◆ Your goal ◆
Return all lines from the listing below in which the string "snapshot" occurs.

== Source data ==

/**
 * Investment Creation Instructions
 *
 * Two funding paths into a plan:
 * - From available balance: debited and Active in the same instruction
 * - Via external deposit: Pending until an admin reviews the proof
 *
 * Made by LabsX402 for Solana
 * https://x.com/LabsX402
 */

use anchor_lang::prelude::*;

use crate::{
    instructions::referrals::accrue_referral,
    state::{FundingSource, Investment, InvestmentPlan, PaymentMethod, PlatformConfig, Profile},
    DeskError,
    InvestmentCreated,
    INVESTMENT_SEED,
    PAYMENT_METHOD_SEED,
    PLAN_SEED,
    PLATFORM_SEED,
    PROFILE_SEED,
};

// =============================================================================
// INVEST FROM BALANCE
// =============================================================================

#[derive(Accounts)]
pub struct InvestFromBalance<'info> {
    #[account(mut)]
    pub owner: Signer<'info>,

    #[account(
        mut,
        seeds = [PLATFORM_SEED],
        bump = config.bump,
    )]
    pub config: Account<'info, PlatformConfig>,

    #[account(
        seeds = [PLAN_SEED, plan.id.to_le_bytes().as_ref()],
        bump = plan.bump,
    )]
    pub plan: Account<'info, InvestmentPlan>,

    #[account(
        mut,
        seeds = [PROFILE_SEED, owner.key().as_ref()],
        bump = profile.bump,
        has_one = owner @ DeskError::Unauthorized,
    )]
    pub profile: Account<'info, Profile>,

    #[account(
        init,
        payer = owner,
        space = Investment::LEN,
        seeds = [
            INVESTMENT_SEED,
            owner.key().as_ref(),
            profile.investment_count.to_le_bytes().as_ref(),
        ],
        bump,
    )]
    pub investment: Account<'info, Investment>,

    /// Required when the investor was referred
    #[account(
        mut,
        constraint = referrer_profile.key() != profile.key() @ DeskError::ReferrerMismatch,
    )]
    pub referrer_profile: Option<Account<'info, Profile>>,

    pub system_program: Program<'info, System>,
}

pub fn from_balance_handler(mut ctx: Context<InvestFromBalance>, amount: u64) -> Result<()> {
    let clock = Clock::get()?;
    let plan_key = ctx.accounts.plan.key();
    let investment_key = ctx.accounts.investment.key();

    let accounts = &mut ctx.accounts;
    fund_from_balance(
        &mut accounts.config,
        &accounts.plan,
        plan_key,
        &mut accounts.profile,
        &mut accounts.investment,
        accounts.referrer_profile.as_deref_mut(),
        amount,
        clock.unix_timestamp,
        ctx.bumps.investment,
    )?;

    let investment = &ctx.accounts.investment;
    emit!(InvestmentCreated {
        investment: investment_key,
        owner: investment.owner,
        plan: plan_key,
        amount,
        funding: investment.funding,
        status: investment.status,
        end_date: investment.end_date,
    });

    msg!(
        "Investment #{} of {} active until {} (balance left: {})",
        investment.index,
        amount,
        investment.end_date,
        ctx.accounts.profile.available_balance
    );

    Ok(())
}

/// Debit the investor, open an Active record on `plan` and credit the referrer
#[allow(clippy::too_many_arguments)]
pub(crate) fn fund_from_balance(
    config: &mut PlatformConfig,
    plan: &InvestmentPlan,
    plan_key: Pubkey,
    profile: &mut Profile,
    investment: &mut Investment,
    referrer: Option<&mut Profile>,
    amount: u64,
    now: i64,
    bump: u8,
) -> Result<()> {
    config.ensure_open()?;
    profile.ensure_active()?;
    plan.check_amount(amount, Some(profile.available_balance))?;

    profile.debit(amount)?;
    let index = profile.next_investment_index()?;
    investment.open(
        index,
        profile.owner,
        plan.snapshot(plan_key),
        amount,
        FundingSource::Balance,
        now,
        bump,
    )?;

    config.record_activation(amount)?;
    accrue_referral(config, profile, referrer, amount)?;

    Ok(())
}

// =============================================================================
// INVEST VIA DEPOSIT
// =============================================================================

#[derive(Accounts)]
pub struct InvestViaDeposit<'info> {
    #[account(mut)]
    pub owner: Signer<'info>,

    #[account(
        seeds = [PLATFORM_SEED],
        bump = config.bump,
    )]
    pub config: Account<'info, PlatformConfig>,

    #[account(
        seeds = [PLAN_SEED, plan.id.to_le_bytes().as_ref()],
        bump = plan.bump,
    )]
    pub plan: Account<'info, InvestmentPlan>,

    #[account(
        seeds = [PAYMENT_METHOD_SEED, payment_method.id.to_le_bytes().as_ref()],
        bump = payment_method.bump,
        constraint = payment_method.enabled @ DeskError::PaymentMethodDisabled,
    )]
    pub payment_method: Account<'info, PaymentMethod>,

    #[account(
        mut,
        seeds = [PROFILE_SEED, owner.key().as_ref()],
        bump = profile.bump,
        has_one = owner @ DeskError::Unauthorized,
    )]
    pub profile: Account<'info, Profile>,

    #[account(
        init,
        payer = owner,
        space = Investment::LEN,
        seeds = [
            INVESTMENT_SEED,
            owner.key().as_ref(),
            profile.investment_count.to_le_bytes().as_ref(),
        ],
        bump,
    )]
    pub investment: Account<'info, Investment>,

    pub system_program: Program<'info, System>,
}

pub fn via_deposit_handler(
    ctx: Context<InvestViaDeposit>,
    amount: u64,
    proof_reference: String,
) -> Result<()> {
    let clock = Clock::get()?;
    let owner = ctx.accounts.owner.key();
    let plan_key = ctx.accounts.plan.key();
    let investment_key = ctx.accounts.investment.key();

    ctx.accounts.config.ensure_open()?;
    ctx.accounts.profile.ensure_active()?;
    ctx.accounts.plan.check_amount(amount, None)?;

    let index = ctx.accounts.profile.next_investment_index()?;
    let terms = ctx.accounts.plan.snapshot(plan_key);
    let label = ctx.accounts.payment_method.label();

    let investment = &mut ctx.accounts.investment;
    investment.open(
        index,
        owner,
        terms,
        amount,
        FundingSource::Deposit,
        clock.unix_timestamp,
        ctx.bumps.investment,
    )?;
    investment.attach_deposit(label, proof_reference)?;

    emit!(InvestmentCreated {
        investment: investment_key,
        owner,
        plan: plan_key,
        amount,
        funding: investment.funding,
        status: investment.status,
        end_date: investment.end_date,
    });

    msg!(
        "Investment #{} of {} pending review ({})",
        index,
        amount,
        investment.payment_method
    );

    Ok(())
}

#[cfg(test)]
mod tests {
    use super::*;
    use crate::{
        instructions::test_fixtures::{blank_investment, config, error_name, plan, profile},
        state::InvestmentStatus,
        SECONDS_PER_DAY,
    };

    const T0: i64 = 1_700_000_000;

    #[test]
    fn balance_investment_debits_and_activates_together() {
        let mut cfg = config(500);
        let mut investor = profile(None);
        investor.available_balance = 1_500;
        let mut investment = blank_investment();
        let plan_key = Pubkey::new_unique();

        fund_from_balance(
            &mut cfg, &plan(), plan_key, &mut investor, &mut investment, None, 1_000, T0, 254,
        )
        .unwrap();

        assert_eq!(investor.available_balance, 500);
        assert_eq!(investor.investment_count, 1);
        assert_eq!(cfg.total_active_principal, 1_000);
        assert_eq!(investment.owner, investor.owner);
        assert_eq!(investment.plan, plan_key);
        assert_eq!(investment.status, InvestmentStatus::Active);
        assert_eq!(investment.end_date, T0 + 10 * SECONDS_PER_DAY);
    }

    #[test]
    fn balance_investment_credits_referrer() {
        let mut cfg = config(500);
        let mut referrer = profile(None);
        let mut investor = profile(Some(referrer.owner));
        investor.available_balance = 2_000;
        let mut investment = blank_investment();

        fund_from_balance(
            &mut cfg,
            &plan(),
            Pubkey::new_unique(),
            &mut investor,
            &mut investment,
            Some(&mut referrer),
            2_000,
            T0,
            254,
        )
        .unwrap();

        assert_eq!(referrer.referral_bonus, 100);
        assert_eq!(investor.available_balance, 0);
    }

    #[test]
    fn amount_refusals() {
        let mut cfg = config(0);
        let mut investor = profile(None);
        investor.available_balance = 500;
        let mut investment = blank_investment();
        let key = Pubkey::new_unique();

        let err = fund_from_balance(&mut cfg, &plan(), key, &mut investor, &mut investment, None, 100, T0, 254)
            .unwrap_err();
        assert_eq!(error_name(err), "AmountBelowPlanMinimum");

        let err = fund_from_balance(&mut cfg, &plan(), key, &mut investor, &mut investment, None, 600, T0, 254)
            .unwrap_err();
        assert_eq!(error_name(err), "InsufficientBalance");

        assert_eq!(investor.available_balance, 500);
        assert_eq!(investor.investment_count, 0);
        assert_eq!(cfg.total_active_principal, 0);
    }

    #[test]
    fn paused_platform_refuses_new_investments() {
        let mut cfg = config(0);
        cfg.is_paused = true;
        let mut investor = profile(None);
        investor.available_balance = 1_000;
        let mut investment = blank_investment();

        let err = fund_from_balance(
            &mut cfg, &plan(), Pubkey::new_unique(), &mut investor, &mut investment, None, 1_000, T0, 254,
        )
        .unwrap_err();
        assert_eq!(error_name(err), "PlatformPaused");
        assert_eq!(investor.available_balance, 1_000);
    }
}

===

◆ Answer section ◆
        plan.snapshot(plan_key),
    let terms = ctx.accounts.plan.snapshot(plan_key);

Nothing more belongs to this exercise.